-- Description of the task --
Show every line of the data where the word "using" can be found.

-- Input data --
%%

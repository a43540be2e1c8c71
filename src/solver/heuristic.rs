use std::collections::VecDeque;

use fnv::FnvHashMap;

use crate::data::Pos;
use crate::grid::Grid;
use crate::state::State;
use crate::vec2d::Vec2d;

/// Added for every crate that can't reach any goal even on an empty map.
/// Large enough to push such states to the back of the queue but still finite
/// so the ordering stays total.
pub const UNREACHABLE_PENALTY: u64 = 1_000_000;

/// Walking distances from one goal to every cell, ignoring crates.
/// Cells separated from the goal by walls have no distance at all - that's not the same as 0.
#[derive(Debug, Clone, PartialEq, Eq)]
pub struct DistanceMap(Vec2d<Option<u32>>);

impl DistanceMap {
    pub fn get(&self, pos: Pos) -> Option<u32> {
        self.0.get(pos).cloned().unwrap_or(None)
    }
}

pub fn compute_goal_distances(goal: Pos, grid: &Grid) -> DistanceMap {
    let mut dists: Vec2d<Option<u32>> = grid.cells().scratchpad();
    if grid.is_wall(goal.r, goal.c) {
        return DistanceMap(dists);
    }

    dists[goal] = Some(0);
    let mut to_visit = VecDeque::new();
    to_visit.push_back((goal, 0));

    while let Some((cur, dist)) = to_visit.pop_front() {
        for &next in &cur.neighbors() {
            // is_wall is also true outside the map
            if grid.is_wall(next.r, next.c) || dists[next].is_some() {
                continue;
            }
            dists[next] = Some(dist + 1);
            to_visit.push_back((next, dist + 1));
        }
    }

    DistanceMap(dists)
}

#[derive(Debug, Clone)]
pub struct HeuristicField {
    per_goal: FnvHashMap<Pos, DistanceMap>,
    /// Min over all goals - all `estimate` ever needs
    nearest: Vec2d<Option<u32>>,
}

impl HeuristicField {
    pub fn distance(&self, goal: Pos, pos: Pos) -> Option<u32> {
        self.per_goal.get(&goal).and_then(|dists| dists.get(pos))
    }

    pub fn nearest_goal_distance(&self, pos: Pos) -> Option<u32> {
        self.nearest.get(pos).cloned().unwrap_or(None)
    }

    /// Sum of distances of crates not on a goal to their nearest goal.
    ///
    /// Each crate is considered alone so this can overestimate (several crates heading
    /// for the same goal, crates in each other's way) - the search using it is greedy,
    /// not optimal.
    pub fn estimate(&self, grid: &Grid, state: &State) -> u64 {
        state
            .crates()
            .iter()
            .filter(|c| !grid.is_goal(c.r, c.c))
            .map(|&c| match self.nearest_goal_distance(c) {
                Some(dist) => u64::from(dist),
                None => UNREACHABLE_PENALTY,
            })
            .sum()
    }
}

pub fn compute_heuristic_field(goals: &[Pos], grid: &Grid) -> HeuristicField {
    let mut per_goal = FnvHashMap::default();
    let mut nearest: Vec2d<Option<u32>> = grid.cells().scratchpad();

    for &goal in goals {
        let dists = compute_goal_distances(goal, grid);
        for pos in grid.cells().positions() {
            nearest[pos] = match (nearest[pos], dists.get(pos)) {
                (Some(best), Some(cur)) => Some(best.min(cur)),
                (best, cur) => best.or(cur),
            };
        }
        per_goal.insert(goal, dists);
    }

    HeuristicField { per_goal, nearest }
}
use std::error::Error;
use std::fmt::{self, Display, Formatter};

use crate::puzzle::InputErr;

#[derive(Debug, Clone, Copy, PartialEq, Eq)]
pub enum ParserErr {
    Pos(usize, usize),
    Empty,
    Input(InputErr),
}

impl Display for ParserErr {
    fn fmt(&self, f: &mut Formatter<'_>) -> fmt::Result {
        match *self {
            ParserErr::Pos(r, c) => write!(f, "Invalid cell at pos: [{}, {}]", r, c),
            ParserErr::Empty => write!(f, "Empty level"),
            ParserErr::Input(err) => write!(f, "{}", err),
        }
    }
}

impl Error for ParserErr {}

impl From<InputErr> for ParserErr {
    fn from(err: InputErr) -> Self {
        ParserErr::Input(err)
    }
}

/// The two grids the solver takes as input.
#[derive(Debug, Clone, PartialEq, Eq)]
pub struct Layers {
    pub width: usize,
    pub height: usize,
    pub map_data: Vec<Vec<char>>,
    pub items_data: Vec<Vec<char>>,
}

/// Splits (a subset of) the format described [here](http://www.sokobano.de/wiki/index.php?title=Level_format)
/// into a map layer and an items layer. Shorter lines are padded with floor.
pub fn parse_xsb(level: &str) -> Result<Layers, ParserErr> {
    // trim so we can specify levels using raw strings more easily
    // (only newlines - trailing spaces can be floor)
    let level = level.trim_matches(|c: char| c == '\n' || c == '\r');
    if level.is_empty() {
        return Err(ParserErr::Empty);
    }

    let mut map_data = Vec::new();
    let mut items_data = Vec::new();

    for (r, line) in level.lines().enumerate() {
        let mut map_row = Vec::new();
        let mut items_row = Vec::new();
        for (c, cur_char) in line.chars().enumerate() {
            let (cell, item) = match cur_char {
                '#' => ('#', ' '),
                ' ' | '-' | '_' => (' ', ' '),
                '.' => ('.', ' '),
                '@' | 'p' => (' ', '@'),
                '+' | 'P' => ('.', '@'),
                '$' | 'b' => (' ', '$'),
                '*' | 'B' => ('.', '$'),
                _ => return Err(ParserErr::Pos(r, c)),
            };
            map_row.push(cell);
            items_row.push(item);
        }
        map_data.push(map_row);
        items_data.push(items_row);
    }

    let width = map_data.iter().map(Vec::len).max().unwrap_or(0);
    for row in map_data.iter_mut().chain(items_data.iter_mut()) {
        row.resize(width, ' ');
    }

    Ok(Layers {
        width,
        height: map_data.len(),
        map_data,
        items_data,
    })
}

%%

-- Response --
    /// for the same goal, crates in each other's way) - the search using it is greedy,
    // trim so we can specify levels using raw strings more easily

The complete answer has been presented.